Ainda que bem-intencionado, esse modelo, inspirado no sistema britânico, predominantemente baseado nas usinas térmicas, acabou contribuindo para o esvaziamento paulatino dos reservatórios das hidrelétricas. Além disso, as térmicas operam, na grande maioria, com demanda fixa. E precisam permanecer ligadas por longos períodos para terem seus custos reduzidos.
Em vista disso, o ONS, por vezes, é obrigado a despachar a energia das térmicas, chegando inclusive a “expulsar” das linhas de transmissão a produção eólica, mais barata.

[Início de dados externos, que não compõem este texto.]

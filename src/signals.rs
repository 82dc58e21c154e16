//! Lifecycle signals emitted by the tracer
//!
//! Observers register explicitly on a [`SignalHub`] injected into the tracer
//! at construction time; fan-out is a synchronous loop over the registered
//! observers. Observer faults are the host's concern, not ours.

use crate::trace::outcome::CapturedFailure;
use chrono::{DateTime, Utc};
use parking_lot::RwLock;
use std::sync::Arc;
use std::time::Duration;

/// A task lifecycle event.
#[derive(Debug, Clone)]
pub enum TaskSignal {
    /// The body is about to run.
    Started {
        task: String,
        task_id: String,
        at: DateTime<Utc>,
    },
    /// The body returned normally.
    Succeeded {
        task: String,
        task_id: String,
        runtime: Duration,
        at: DateTime<Utc>,
    },
    /// The body failed with an ordinary error.
    Failed {
        task: String,
        task_id: String,
        failure: CapturedFailure,
        at: DateTime<Utc>,
    },
    /// The tracing machinery itself faulted.
    InternalError {
        task: String,
        task_id: String,
        failure: CapturedFailure,
        at: DateTime<Utc>,
    },
}

impl TaskSignal {
    pub fn started(task: &str, task_id: &str) -> Self {
        Self::Started {
            task: task.to_string(),
            task_id: task_id.to_string(),
            at: Utc::now(),
        }
    }

    pub fn succeeded(task: &str, task_id: &str, runtime: Duration) -> Self {
        Self::Succeeded {
            task: task.to_string(),
            task_id: task_id.to_string(),
            runtime,
            at: Utc::now(),
        }
    }

    pub fn failed(task: &str, task_id: &str, failure: CapturedFailure) -> Self {
        Self::Failed {
            task: task.to_string(),
            task_id: task_id.to_string(),
            failure,
            at: Utc::now(),
        }
    }

    pub fn internal_error(task: &str, task_id: &str, failure: CapturedFailure) -> Self {
        Self::InternalError {
            task: task.to_string(),
            task_id: task_id.to_string(),
            failure,
            at: Utc::now(),
        }
    }

    /// Id of the attempt this signal belongs to.
    pub fn task_id(&self) -> &str {
        match self {
            Self::Started { task_id, .. }
            | Self::Succeeded { task_id, .. }
            | Self::Failed { task_id, .. }
            | Self::InternalError { task_id, .. } => task_id,
        }
    }

    /// Short stable label for logs and metrics.
    pub fn as_label(&self) -> &'static str {
        match self {
            Self::Started { .. } => "task_started",
            Self::Succeeded { .. } => "task_succeeded",
            Self::Failed { .. } => "task_failed",
            Self::InternalError { .. } => "task_internal_error",
        }
    }
}

/// Observer of task lifecycle signals.
pub trait Observe: Send + Sync {
    fn on_signal(&self, signal: &TaskSignal);
}

/// Registration point and synchronous fan-out for signal observers.
#[derive(Default)]
pub struct SignalHub {
    observers: RwLock<Vec<Arc<dyn Observe>>>,
}

impl SignalHub {
    pub fn new() -> Self {
        Self::default()
    }

    /// Register an observer. Registration order is fan-out order.
    pub fn register(&self, observer: Arc<dyn Observe>) {
        self.observers.write().push(observer);
    }

    /// Deliver a signal to every registered observer, in order.
    pub fn emit(&self, signal: TaskSignal) {
        for observer in self.observers.read().iter() {
            observer.on_signal(&signal);
        }
    }

    pub fn len(&self) -> usize {
        self.observers.read().len()
    }

    pub fn is_empty(&self) -> bool {
        self.observers.read().is_empty()
    }
}

impl std::fmt::Debug for SignalHub {
    fn fmt(&self, f: &mut std::fmt::Formatter<'_>) -> std::fmt::Result {
        f.debug_struct("SignalHub")
            .field("observers", &self.len())
            .finish()
    }
}
//! Signature resolution and submission boundary
//!
//! Callbacks, errbacks and chain stages are carried as signatures: opaque
//! handles the transport layer knows how to submit. The tracer only needs
//! [`Signature::submit`]; group signatures implement the same trait so a
//! group callback entry goes out as one batched dispatch instead of being
//! expanded here.

use crate::error::CanvasError;
use async_trait::async_trait;
use serde_json::Value;
use std::sync::Arc;

/// Shared handle to a submittable signature.
pub type SignatureRef = Arc<dyn Signature>;

/// Delivery metadata forwarded with a signature submission.
#[derive(Clone, Default)]
pub struct SubmitOptions {
    /// Id of the task whose outcome spawned this submission.
    pub parent_id: Option<String>,
    /// Root id of the originating workflow, inherited unchanged.
    pub root_id: Option<String>,
    /// Delivery priority, only set when parent-priority inheritance is on.
    pub priority: Option<i32>,
    /// Remaining chain stages for the remote executor to keep unwinding.
    pub chain: Option<Vec<SignatureRef>>,
}

impl std::fmt::Debug for SubmitOptions {
    fn fmt(&self, f: &mut std::fmt::Formatter<'_>) -> std::fmt::Result {
        f.debug_struct("SubmitOptions")
            .field("parent_id", &self.parent_id)
            .field("root_id", &self.root_id)
            .field("priority", &self.priority)
            .field(
                "chain",
                &self.chain.as_ref().map(|c| {
                    c.iter().map(|sig| sig.name().to_string()).collect::<Vec<_>>()
                }),
            )
            .finish()
    }
}

/// A submittable unit of downstream work.
///
/// Implementations live on the transport side. A group is a signature whose
/// `submit` dispatches all of its members as one batch.
#[async_trait]
pub trait Signature: Send + Sync {
    /// Task name (or group label) this signature resolves to.
    fn name(&self) -> &str;

    /// Submit for asynchronous execution with the given arguments.
    async fn submit(&self, args: Vec<Value>, options: SubmitOptions) -> Result<(), CanvasError>;
}

/// A signature resolver that refuses every submission.
///
/// Stands in when no transport is wired up, e.g. in eager-only deployments.
pub struct NoOpSignature {
    name: String,
}

impl NoOpSignature {
    pub fn new(name: impl Into<String>) -> Self {
        Self { name: name.into() }
    }
}

#[async_trait]
impl Signature for NoOpSignature {
    fn name(&self) -> &str {
        &self.name
    }

    async fn submit(&self, _args: Vec<Value>, _options: SubmitOptions) -> Result<(), CanvasError> {
        Err(CanvasError::Submit {
            signature: self.name.clone(),
            message: "no transport configured for signature submission".to_string(),
        })
    }
}

#[cfg(test)]
mod tests {
    use super::*;

    #[test]
    fn test_submit_options_default() {
        let options = SubmitOptions::default();
        assert!(options.parent_id.is_none());
        assert!(options.root_id.is_none());
        assert!(options.priority.is_none());
        assert!(options.chain.is_none());
    }

    #[tokio::test]
    async fn test_noop_signature_refuses() {
        let sig = NoOpSignature::new("downstream");
        let err = sig
            .submit(vec![serde_json::json!(4)], SubmitOptions::default())
            .await
            .unwrap_err();
        assert!(matches!(err, CanvasError::Submit { .. }));
    }

    #[test]
    fn test_submit_options_debug_lists_chain_names() {
        let options = SubmitOptions {
            chain: Some(vec![Arc::new(NoOpSignature::new("stage-2")) as SignatureRef]),
            ..Default::default()
        };
        let debug = format!("{options:?}");
        assert!(debug.contains("stage-2"));
    }
}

Em março deste ano, a Agência Nacional de Energia Elétrica (Aneel) aprovou, inclusive, resolução normativa que indeniza os fornecedores eólicos que tiveram sua distribuição barrada pelo operador.
São essas falhas nos sistemas de operação e regulação, segundo ela, que fazem do Brasil o país com uma das maiores tarifas energéticas do mundo. “A gente paga pelo que consome e pelo que não consome, e também pelo que o outro deixou de ganhar. Por isso a tarifa é desse tamanho. Duplicamos custos o tempo inteiro”, lamentou.
Tarifa e bônus
São distorções como essas que resultaram na escalada da tarifa de energia. Desde o início do mês, entrou em vigor a nova “bandeira da escassez hídrica”, implementada pela Aneel como forma de inibir o consumo. Estabelece taxa extra de R$ 14,20 para cada 100 kWh consumidos, o que representa aumento de 49,6% em relação a atual bandeira vermelha de patamar 2 (R$ 9,492 a cada 100 kWh). A cobrança da taxa, por enquanto, valerá até abril de 2022.
Contudo, Clarice aponta que o novo reajuste, que nem sequer foi sentido ainda no bolso dos consumidores, é insuficiente para pagar o custo de utilização das termelétricas. São cerca de R$ 5 bilhões em déficit que serão repassados aos consumidores no ano que vem. O que indica que a “bandeira de escassez” pode ser estendida.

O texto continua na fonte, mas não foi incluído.